◆ **TASK BRIEF**
When you spot the word "super" in a line of the data below, copy that line.

### RECORDS FOR THE TASK

//! Event to notification dispatch
//!
//! [`EventDispatcher`] is a plain state machine: feed it events in delivery
//! order and it updates its [`NotificationStore`]. [`EventDispatcher::spawn`]
//! runs it on a single task that also serves host commands, so events and
//! commands never interleave mid-update.

use std::sync::Arc;

use pharmadesk_shared::Session;
use time::OffsetDateTime;
use tokio::sync::{mpsc, watch};
use tokio::task::JoinHandle;

use super::alert::{AlertSink, AlertTone};
use super::store::NotificationStore;
use super::{Notification, NotificationDetails, NotificationId, NotificationKind};
use crate::realtime::events::{OrderRef, ServerEvent};
use crate::realtime::hub::Subscription;

/// What a single event did to the store
#[derive(Debug, Clone, Copy, PartialEq, Eq)]
pub enum DispatchOutcome {
    Notified(NotificationId),
    /// `orderNoLongerAvailable` removed this many entries
    Removed(usize),
    /// An equivalent notification is already retained
    Duplicate,
    /// Not an order notification (ticket events)
    Ignored,
}

impl DispatchOutcome {
    pub fn changed_store(&self) -> bool {
        matches!(self, Self::Notified(_) | Self::Removed(1..))
    }
}

/// Host requests served by the dispatcher task
#[derive(Debug, Clone, Copy, PartialEq, Eq)]
pub enum NotificationCommand {
    Dismiss(NotificationId),
    Clear,
}

pub struct EventDispatcher {
    session: Session,
    store: NotificationStore,
    alerts: Arc<dyn AlertSink>,
    next_id: u64,
}

impl EventDispatcher {
    pub fn new(session: Session, alerts: Arc<dyn AlertSink>) -> Self {
        Self {
            session,
            store: NotificationStore::new(),
            alerts,
            next_id: 1,
        }
    }

    pub fn store(&self) -> &NotificationStore {
        &self.store
    }

    /// Apply one event
    pub fn dispatch(&mut self, event: ServerEvent) -> DispatchOutcome {
        if let ServerEvent::OrderNoLongerAvailable(payload) = &event {
            let removed = self.store.remove(|n| matches_any_key(n, &payload.order));
            tracing::info!(
                order_id = ?payload.order.order_id,
                order_number = ?payload.order.order_number,
                removed,
                "Order withdrawn"
            );
            return DispatchOutcome::Removed(removed);
        }

        let id = NotificationId(self.next_id);
        let Some(notification) = notification_for(&event, id, OffsetDateTime::now_utc()) else {
            return DispatchOutcome::Ignored;
        };

        if self.store.contains_equivalent(&notification) {
            tracing::debug!(kind = %notification.kind, "Duplicate notification suppressed");
            return DispatchOutcome::Duplicate;
        }

        self.next_id += 1;
        tracing::info!(
            notification_id = %id,
            kind = %notification.kind,
            order_number = ?notification.order_number,
            "Notification received"
        );
        self.store.push(notification);
        self.alerts.play(AlertTone::for_role(self.session.role()));
        DispatchOutcome::Notified(id)
    }

    pub fn apply(&mut self, command: NotificationCommand) {
        match command {
            NotificationCommand::Dismiss(id) => {
                self.store.dismiss(id);
            }
            NotificationCommand::Clear => self.store.clear(),
        }
    }

    /// Consume `subscription` on a dedicated task.
    ///
    /// The task owns the subscription and ends when the handle is dropped or
    /// shut down, or when the registration is removed from the hub.
    pub fn spawn(self, mut subscription: Subscription) -> DispatcherHandle {
        let (commands, mut command_rx) = mpsc::unbounded_channel();
        let (snapshot_tx, snapshots) = watch::channel(self.store.snapshot());
        let mut dispatcher = self;

        let task = tokio::spawn(async move {
            loop {
                let changed = tokio::select! {
                    event = subscription.recv() => match event {
                        Some(event) => dispatcher.dispatch(event).changed_store(),
                        None => break,
                    },
                    command = command_rx.recv() => match command {
                        Some(command) => {
                            dispatcher.apply(command);
                            true
                        }
                        None => break,
                    },
                };
                if changed {
                    snapshot_tx.send_replace(dispatcher.store.snapshot());
                }
            }
            tracing::debug!("Notification dispatcher stopped");
        });

        DispatcherHandle {
            commands,
            snapshots,
            task,
        }
    }
}

/// Build the notification for an order event; `None` for everything else
pub fn notification_for(
    event: &ServerEvent,
    id: NotificationId,
    created_at: OffsetDateTime,
) -> Option<Notification> {
    let (kind, message, order, details) = match event {
        ServerEvent::OrderAccepted(p) | ServerEvent::OrderAcceptedByPharmacist(p) => {
            let kind = if matches!(event, ServerEvent::OrderAccepted(_)) {
                NotificationKind::OrderAccepted
            } else {
                NotificationKind::OrderAcceptedByPharmacist
            };
            let details = NotificationDetails {
                pharmacist: p.pharmacist.clone(),
                ..Default::default()
            };
            (kind, &p.message, &p.order, details)
        }
        ServerEvent::OrderRejected(p) | ServerEvent::OrderCancelled(p) => {
            let kind = if matches!(event, ServerEvent::OrderRejected(_)) {
                NotificationKind::OrderRejected
            } else {
                NotificationKind::OrderCancelled
            };
            let details = NotificationDetails {
                reason: p.reason.clone(),
                ..Default::default()
            };
            (kind, &p.message, &p.order, details)
        }
        ServerEvent::OrderReadyForDelivery(p) | ServerEvent::OrderDelivered(p) => {
            let kind = if matches!(event, ServerEvent::OrderReadyForDelivery(_)) {
                NotificationKind::OrderReadyForDelivery
            } else {
                NotificationKind::OrderDelivered
            };
            let details = NotificationDetails {
                delivery_boy: p.delivery_boy.clone(),
                ..Default::default()
            };
            (kind, &p.message, &p.order, details)
        }
        ServerEvent::OrderStatusUpdated(p) | ServerEvent::OrderStatusChanged(p) => {
            let kind = if matches!(event, ServerEvent::OrderStatusUpdated(_)) {
                NotificationKind::OrderStatusUpdated
            } else {
                NotificationKind::OrderStatusChanged
            };
            let details = NotificationDetails {
                status: Some(p.status.clone()),
                ..Default::default()
            };
            (kind, &p.message, &p.order, details)
        }
        ServerEvent::OrderClaimed(p) | ServerEvent::OrderAssigned(p) => {
            let kind = if matches!(event, ServerEvent::OrderClaimed(_)) {
                NotificationKind::OrderClaimed
            } else {
                NotificationKind::OrderAssigned
            };
            let details = NotificationDetails {
                delivery_boy: p.delivery_boy.clone(),
                customer_info: p.customer_info.clone(),
                amount: p.amount,
                ..Default::default()
            };
            (kind, &p.message, &p.order, details)
        }
        ServerEvent::NewOrder(p) => {
            let details = NotificationDetails {
                customer_info: p.customer_info.clone(),
                amount: p.amount,
                priority: p.priority.clone(),
                ..Default::default()
            };
            (NotificationKind::NewOrder, &p.message, &p.order, details)
        }
        ServerEvent::OrderNoLongerAvailable(_)
        | ServerEvent::TicketUpdated(_)
        | ServerEvent::TicketMessage(_) => return None,
    };

    Some(Notification {
        id,
        kind,
        title: kind.title().to_string(),
        message: message.clone(),
        order_id: order.order_id.clone(),
        order_number: order.order_number.clone(),
        details,
        created_at,
    })
}

/// Either the event's order id or its order number matches the notification
fn matches_any_key(notification: &Notification, order: &OrderRef) -> bool {
    let by_id = order
        .order_id
        .as_ref()
        .is_some_and(|id| notification.matches_order_key(id.as_str()));
    let by_number = order
        .order_number
        .as_deref()
        .is_some_and(|number| notification.matches_order_key(number));
    by_id || by_number
}

/// Host side of a running dispatcher
pub struct DispatcherHandle {
    commands: mpsc::UnboundedSender<NotificationCommand>,
    snapshots: watch::Receiver<Vec<Notification>>,
    task: JoinHandle<()>,
}

impl DispatcherHandle {
    pub fn dismiss(&self, id: NotificationId) {
        let _ = self.commands.send(NotificationCommand::Dismiss(id));
    }

    pub fn clear(&self) {
        let _ = self.commands.send(NotificationCommand::Clear);
    }

    /// Latest retained notifications, most recent first
    pub fn notifications(&self) -> Vec<Notification> {
        self.snapshots.borrow().clone()
    }

    /// Receiver that wakes on every store change
    pub fn subscribe(&self) -> watch::Receiver<Vec<Notification>> {
        self.snapshots.clone()
    }

    pub async fn shutdown(self) {
        drop(self.commands);
        if let Err(e) = self.task.await {
            tracing::error!(error = %e, "Notification dispatcher panicked");
        }
    }
}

######

◆ **SOLUTION BELOW**
use super::alert::{AlertSink, AlertTone};
use super::store::NotificationStore;
use super::{Notification, NotificationDetails, NotificationId, NotificationKind};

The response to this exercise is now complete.